本発明で使用する塩化カルシウムは一般に使用される安価な化合物であり、この使用により、製造コストの低減化が期待される。本発明の方法により、ヒトに投与された場合、ショックやアレルギーなどの副作用の原因となる可能性のある宿主由来の夾雑物を実質的に含まない高純度のヒト血清アルブミンが提供され、外科手術、出血性ショックあるいは熱傷やネフローゼ症候群などアルブミンの喪失による低アルブミン血症等の治療薬として、また、種々の活性蛋白やワクチンの安定剤として使用される。

Claims (20)

1. 宿主由来の夾雑物を含有するヒト血清アルブミン溶液を２価陽イオンの存在下に加熱処理して当該夾雑物を選択的に凝集させた後、生じた凝集物をヒト血清アルブミン溶液から除去することを特徴とするヒト血清アルブミンの精製方法。
2. 遺伝子操作により得られるヒト血清アルブミンの製造方法であって、宿主由来の夾雑物を含有するヒト血清アルブミン溶液を２価陽イオンの存在下に加熱処理して当該夾雑物を凝集させた後、生じた凝集物をヒト血清アルブミン溶液から除去する工程を含むことを特徴とする前記の方法。
3. 宿主由来の夾雑物を含有するヒト血清アルブミン溶液を２価陽イオン及び安定剤の存在下に加熱処理して当該夾雑物を凝集させた後、生じた凝集物をヒト血清アルブミン溶液から除去することを特徴とするヒト血清アルブミンの精製方法。
4. 遺伝子操作により得られるヒト血清アルブミンの製造方法であって、宿主由来の夾雑物を含有するヒト血清アルブミン溶液を２価陽イオン及び安定剤の存在下に加熱処理して当該夾雑物を凝集させた後、生じた凝集物をヒト血清アルブミン溶液から除去する工程を含むことを特徴とする前記の方法。
5. ヒト血清アルブミン溶液が、０．０１〜３０％濃度であることを特徴とする請求項１ないし４のいずれか１項記載の方法。
6. ヒト血清アルブミン溶液が、０．１〜１０％濃度であることを特徴とする請求項１ないし４のいずれか１項記載の方法。

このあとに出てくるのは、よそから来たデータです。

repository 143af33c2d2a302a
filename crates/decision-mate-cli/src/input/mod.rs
pub mod file;
pub mod stdin;
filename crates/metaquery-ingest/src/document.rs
//! Shared YAML document handling.

use std::io::ErrorKind;
use std::path::Path;

use serde_yaml::{Mapping, Value};

use crate::error::{IngestError, Result};

pub(crate) fn read_mapping(path: &Path) -> Result<Mapping> {
    let text = std::fs::read_to_string(path).map_err(|source| match source.kind() {
        ErrorKind::NotFound => IngestError::FileNotFound {
            path: path.to_path_buf(),
        },
        _ => IngestError::FileRead {
            path: path.to_path_buf(),
            source,
        },
    })?;
    parse_mapping(&text, path)
}

/// Parse a document whose top level must be a mapping. An empty or
/// comment-only document parses as null and counts as an empty mapping.
pub(crate) fn parse_mapping(text: &str, path: &Path) -> Result<Mapping> {
    let value: Value = serde_yaml::from_str(text).map_err(|source| IngestError::Yaml {
        path: path.to_path_buf(),
        source,
    })?;
    match value {
        Value::Null => Ok(Mapping::new()),
        Value::Mapping(mapping) => Ok(mapping),
        _ => Err(IngestError::NotAMapping {
            path: path.to_path_buf(),
        }),
    }
}

/// Fetch the list stored under `key`.
pub(crate) fn required_list<'a>(
    document: &'a Mapping,
    key: &'static str,
    path: &Path,
) -> Result<&'a [Value]> {
    match document.get(key) {
        None | Some(Value::Null) => Err(IngestError::MissingKey {
            key,
            path: path.to_path_buf(),
        }),
        Some(Value::Sequence(items)) => Ok(items.as_slice()),
        Some(_) => Err(IngestError::NotAList {
            key,
            path: path.to_path_buf(),
        }),
    }
}

/// Trimmed string value, if present and not blank.
pub(crate) fn non_empty_string(value: Option<&Value>) -> Option<String> {
    match value {
        Some(Value::String(text)) if !text.trim().is_empty() => Some(text.trim().to_string()),
        _ => None,
    }
}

7. ２価陽イオンが、カルシウムイオン、マグネシウムイオン、ニッケルイオン、コバルトイオン、鉄イオン及び亜鉛イオンからなる群より選択されることを特徴とする請求項１ないし６のいずれか１項記載の方法。
8. ２価陽イオンが、１〜１０００ｍＭ濃度であることを特徴とする請求項１ないし７のいずれか１項記載の方法。
9. ２価陽イオンが、１００〜５００ｍＭ濃度であることを特徴とする請求項１ないし７のいずれか１項記載の方法。

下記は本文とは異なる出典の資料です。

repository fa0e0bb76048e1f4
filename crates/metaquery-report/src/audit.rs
//! Machine-readable audit record (`audit.json`).
//!
//! Field names are stable. [`AUDIT_SCHEMA_VERSION`] must be bumped whenever
//! the shape changes incompatibly.

use chrono::{DateTime, Utc};
use serde::Serialize;

use metaquery_model::{Advisory, Controls, Decision, GovernanceError, Status, ValidationResult};

use crate::error::Result;

pub const AUDIT_SCHEMA_VERSION: u32 = 1;

/// Query rule set the pipeline implements.
pub const QUERY_VERSION: &str = "V1";

pub const TOOL_VERSION: &str = env!("CARGO_PKG_VERSION");

#[derive(Debug, Clone, Serialize)]
pub struct AuditRecord {
    pub metaquery_version: String,
    pub schema_version: u32,
    pub timestamp: String,
    pub decision: Decision,
    pub status: Status,
    pub version: String,
    #[serde(skip_serializing_if = "Option::is_none")]
    pub source: Option<String>,
    pub fields_selected: Vec<String>,
    pub controls: Controls,
    pub warnings: Vec<WarningRecord>,
    #[serde(skip_serializing_if = "Option::is_none")]
    pub error: Option<ErrorRecord>,
}

/// Blocking error as written to the audit: `code`, check context, message.
#[derive(Debug, Clone, Serialize)]
pub struct ErrorRecord {
    #[serde(flatten)]
    pub detail: GovernanceError,
    pub message: String,
    #[serde(skip_serializing_if = "Option::is_none")]
    pub recommendation: Option<String>,
}

#[derive(Debug, Clone, Serialize)]
pub struct WarningRecord {
    #[serde(flatten)]
    pub detail: Advisory,
    pub message: String,
}

impl ErrorRecord {
    pub fn from_error(error: &GovernanceError) -> Self {
        Self {
            detail: error.clone(),
            message: error.to_string(),
            recommendation: error.recommendation().map(str::to_string),
        }
    }
}

impl WarningRecord {
    pub fn from_advisory(advisory: &Advisory) -> Self {
        Self {
            detail: advisory.clone(),
            message: advisory.to_string(),
        }
    }
}

impl AuditRecord {
    /// Pretty-printed JSON with a trailing newline.
    pub fn to_json(&self) -> Result<String> {
        let json = serde_json::to_string_pretty(self)?;
        Ok(format!("{json}\n"))
    }
}

/// Assemble the audit record for a validation result.
///
/// Version and timestamp are explicit so records are reproducible.
pub fn build_audit(
    result: &ValidationResult,
    tool_version: &str,
    schema_version: u32,
    timestamp: DateTime<Utc>,
) -> AuditRecord {
    AuditRecord {
        metaquery_version: tool_version.to_string(),
        schema_version,
        timestamp: format_timestamp(timestamp),
        decision: result.decision,
        status: result.status,
        version: QUERY_VERSION.to_string(),
        source: result.source.clone(),
        fields_selected: result.fields_selected.clone(),
        controls: result.controls.clone(),
        warnings: result
            .warnings
            .iter()
            .map(WarningRecord::from_advisory)
            .collect(),
        error: result.error.as_ref().map(ErrorRecord::from_error),
    }
}

/// ISO-8601 UTC with second precision (e.g., `2024-05-01T12:00:00Z`).
pub fn format_timestamp(timestamp: DateTime<Utc>) -> String {
    timestamp.format("%Y-%m-%dT%H:%M:%SZ").to_string()
}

10. 安定剤が、アセチルトリプトファン又はその塩及び／又は脂肪酸（炭素数６〜２０）又はその塩であることを特徴とする請求項３ないし９のいずれか１項記載の方法。
11. 脂肪酸塩が、カプリル酸ナトリウムであることを特徴とする請求項１０記載の方法。
12. カプリル酸ナトリウムが、５〜２０ｍＭ濃度であることを特徴とする請求項１１記載の方法。

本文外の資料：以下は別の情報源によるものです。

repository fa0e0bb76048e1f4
use comfy_table::modifiers::{UTF8_ROUND_CORNERS, UTF8_SOLID_INNER_BORDERS};
use comfy_table::presets::{UTF8_FULL, UTF8_FULL_CONDENSED};
use comfy_table::{
    Attribute, Cell, CellAlignment, Color, ColumnConstraint, ContentArrangement, Table, Width,
};

use metaquery_model::{Control, ControlOutcome, ValidationResult};

use crate::types::BuildReport;

pub fn print_summary(report: &BuildReport) {
    let result = &report.output.result;
    println!("Decision: {}", result.decision);
    println!("Status: {}", result.status);
    if let Some(source) = &result.source {
        println!("Source: {source}");
    }
    println!("Fields: {} selected", result.fields_selected.len());

    let mut table = Table::new();
    table.set_header(vec![header_cell("Control"), header_cell("Outcome")]);
    apply_summary_table_style(&mut table);
    align_column(&mut table, 1, CellAlignment::Center);
    for control in Control::ALL {
        table.add_row(vec![
            Cell::new(control.as_str()),
            outcome_cell(result.controls.get(control)),
        ]);
    }
    println!("{table}");

    print_warnings(result);
    print_error(result);

    match &report.artifacts {
        Some(paths) => {
            println!("Output: {}", report.output_dir.display());
            println!("Audit: {}", paths.audit.display());
            println!("Explanation: {}", paths.explanation.display());
            if let Some(query) = &paths.query {
                println!("Query: {}", query.display());
            }
        }
        None => {
            println!("Dry run: no artifacts written");
            if let Some(sql) = &report.output.sql {
                println!();
                print!("{sql}");
            }
        }
    }
}

fn print_warnings(result: &ValidationResult) {
    if result.warnings.is_empty() {
        return;
    }
    let mut table = Table::new();
    table.set_header(vec![header_cell("Warning"), header_cell("Message")]);
    apply_table_style(&mut table);
    for advisory in &result.warnings {
        table.add_row(vec![
            Cell::new(advisory.code()).fg(Color::Yellow),
            Cell::new(advisory.to_string()),
        ]);
    }
    println!();
    println!("Warnings:");
    println!("{table}");
}

fn print_error(result: &ValidationResult) {
    let Some(error) = &result.error else {
        return;
    };
    eprintln!("Blocked: {}: {error}", error.code());
    if let Some(recommendation) = error.recommendation() {
        eprintln!("Recommendation: {recommendation}");
    }
}

fn outcome_cell(outcome: Option<ControlOutcome>) -> Cell {
    match outcome {
        Some(ControlOutcome::Pass) => Cell::new("✓ PASS")
            .fg(Color::Green)
            .add_attribute(Attribute::Bold),
        Some(ControlOutcome::Fail) => Cell::new("✗ FAIL")
            .fg(Color::Red)
            .add_attribute(Attribute::Bold),
        None => dim_cell("-"),
    }
}

pub fn apply_table_style(table: &mut Table) {
    table
        .load_preset(UTF8_FULL_CONDENSED)
        .apply_modifier(UTF8_ROUND_CORNERS)
        .set_content_arrangement(ContentArrangement::Dynamic)
        .set_width(120);
    if table.column_count() >= 4 {
        table.set_constraints(vec![
            ColumnConstraint::UpperBoundary(Width::Fixed(24)),
            ColumnConstraint::UpperBoundary(Width::Percentage(30)),
            ColumnConstraint::UpperBoundary(Width::Fixed(20)),
            ColumnConstraint::LowerBoundary(Width::Fixed(8)),
        ]);
    }
}

fn apply_summary_table_style(table: &mut Table) {
    table
        .load_preset(UTF8_FULL)
        .apply_modifier(UTF8_ROUND_CORNERS)
        .apply_modifier(UTF8_SOLID_INNER_BORDERS)
        .set_content_arrangement(ContentArrangement::Dynamic)
        .set_width(80);
}

fn align_column(table: &mut Table, index: usize, alignment: CellAlignment) {
    if let Some(column) = table.column_mut(index) {
        column.set_cell_alignment(alignment);
    }
}

pub fn header_cell(label: &str) -> Cell {
    Cell::new(label)
        .fg(Color::Cyan)
        .add_attribute(Attribute::Bold)
}

pub fn dim_cell<T: ToString>(value: T) -> Cell {
    Cell::new(value).fg(Color::DarkGrey)
}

13. 加熱処理が、５０〜９５℃で行われることを特徴とする請求項１ないし１２のいずれか１項記載の方法。
14. 加熱処理が、６０〜７５℃で行われることを特徴とする請求項１ないし１２のいずれか１項記載の方法。
15. 加熱処理が、１分〜３０時間行われることを特徴とする請求項１ないし１４のいずれか１項記載の方法。
16. 加熱処理が、１〜５時間行われることを特徴とする請求項１ないし１４のいずれか１項記載の方法。
17. 加熱処理が、ｐＨ４.５〜１０の範囲で行われることを特徴とする請求項１ないし１６のいずれか１項記載の方法。
18. 加熱処理が、ｐＨ９〜１０の範囲で行われることを特徴とする請求項１ないし１６のいずれか１項記載の方法。
19. 凝集物を除去する工程に、低速遠心分離法、分画分子量１０万〜３０万の限外ろ過膜法又はこれらの両方法を用いることを特徴とする請求項１ないし１８のいずれか１項記載の方法。
20. 遺伝子操作により得られるヒト血清アルブミンの製造方法であって、
    （１）宿主由来の夾雑物を含有する５〜１０％ヒト血清アルブミン溶液を１００〜５００ミリモル濃度のカルシウムイオン存在下に、場合によっては、５〜２０ミリモル濃度のカプリル酸ナトリウムを添加し、ｐＨ９〜１０、温度６０〜７５℃で１〜５時間加熱処理して該夾雑物を凝集させる工程、及び
    （２）生じた凝集物を低速遠心分離法、分画分子量１０万〜３０万の限外ろ過膜法又はこれらの両方法を用いてヒト血清アルブミン溶液から除去する工程
    を含むことを特徴とする前記の方法。